This is a quick update regarding the Australia – Plain Packaging case. I have commented on the earlier decision of the WTO’s dispute settlement panel in a short piece available here. In its report, the panel upheld Australia’s tobacco plain packaging measures (TPP measures) as compatible with the TRIPS Agreement. However, two of the complainants (Honduras and the Dominican Republic) appealed to the WTO’s Appellate Body challenging the panel’s findings in relation to Articles 16(1) and 20 of the TRIPS Agreement and Article 2(2) of the TBT Agreement. Today, the WTO’s Appellate Body has now circulated its decision in this dispute. In its decision, the Appellate Body upheld the Panel’s findings under Article 2(2) of the TBT Agreement and Articles 16(1) and 20 of the TRIPS Agreement.
As this is just a quick update, I will not be going into a detailed analysis here. Also, the focus here will be on the aspect of this dispute relating to the TRIPS Agreement. Essentially, the Appellate Body agreed with the panel’s interpretation of Article 16(1) of the TRIPS Agreement. Crucially, the Appellate Body agreed that Article 16(1) does not ‘confer upon a trademark owner a positive right to use its trademark or a right to protect the distinctiveness of that trademark through use.’
In addition, the Appellate Body agreed with the panel’s interpretation of Article 20 of the TRIPS Agreement, especially its interpretation of the term ‘unjustifiably’ in Article 20 and its application of this interpretation to the facts of the case. Importantly, the Appellate Body agreed with the panel that the complainants ‘had not demonstrated that trademark-related requirements of the TPP measures unjustifiably encumbered the use of trademarks in the course of trade within the meaning of Article 20.’

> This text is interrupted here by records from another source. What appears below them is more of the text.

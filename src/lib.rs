//! Pore network extraction from 2D and 3D voxel images
//!
//! The SNOW approach computes a distance transform of the pore space, picks
//! one marker per pore from the smoothed distance peaks, floods the pore space
//! from those markers and measures the resulting regions and their interfaces
//! as a graph of pores and throats.

#![forbid(unsafe_code)]

/// Marker extraction, watershed segmentation and pipeline orchestration
pub mod algorithm;
/// Region measurement and pore network assembly
pub mod analysis;
/// Input/output operations and error handling
pub mod io;
/// Distance transform and Gaussian smoothing
pub mod math;
/// Voxel fields, grids, neighborhoods and domain faces
pub mod spatial;

pub use algorithm::pipeline::{
    Anomaly, Diagnostics, PipelineObserver, SnowOutput, SnowPipeline, Stage, extract_network,
};
pub use analysis::graph::{NetworkTables, PoreNetworkGraph, PoreNode, ThroatEdge};
pub use io::configuration::SnowConfig;
pub use io::error::{Result, SnowError};
pub use spatial::field::VoxelField;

This is just a quick snapshot, so I may be able to dig deeper into the substance of the Appellate Body’s reasoning in a subsequent post. Considering the current crisis at the WTO’s Appellate Body, it is interesting to note that, in what may probably be its last IP decision (at least for the forseeable future), the Appellate Body chose to respect the IP policy space of states.